◆ Task directions
Across the following data, how many lines include the string "error"? Reply with the number and nothing more.

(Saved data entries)
☆ ☆ ☆ ☆ ☆ ☆ ☆
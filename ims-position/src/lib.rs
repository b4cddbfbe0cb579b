//! IMS-Position: the Position Engine (§4.4).
//!
//! Maintains current quantity and a forward settlement ladder per `(book, security)`, applying
//! trade executions, contract activity, and feed-sourced position updates idempotently. State is
//! partitioned by shard; each partition checkpoints itself periodically so it can recover by
//! loading the latest checkpoint and replaying the event log from the recorded offset, rather
//! than replaying from the beginning of time.

pub mod engine;
pub mod error;
pub mod ladder;
pub mod snapshot;

pub use engine::PositionEngine;
pub use error::PositionError;
pub use ladder::SettlementLadder;
pub use snapshot::{InMemorySnapshotStore, PartitionSnapshot, PositionSnapshot, SnapshotStore};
☆ ☆ ☆ ☆ ☆ ☆ ☆
◆ Result of the task
2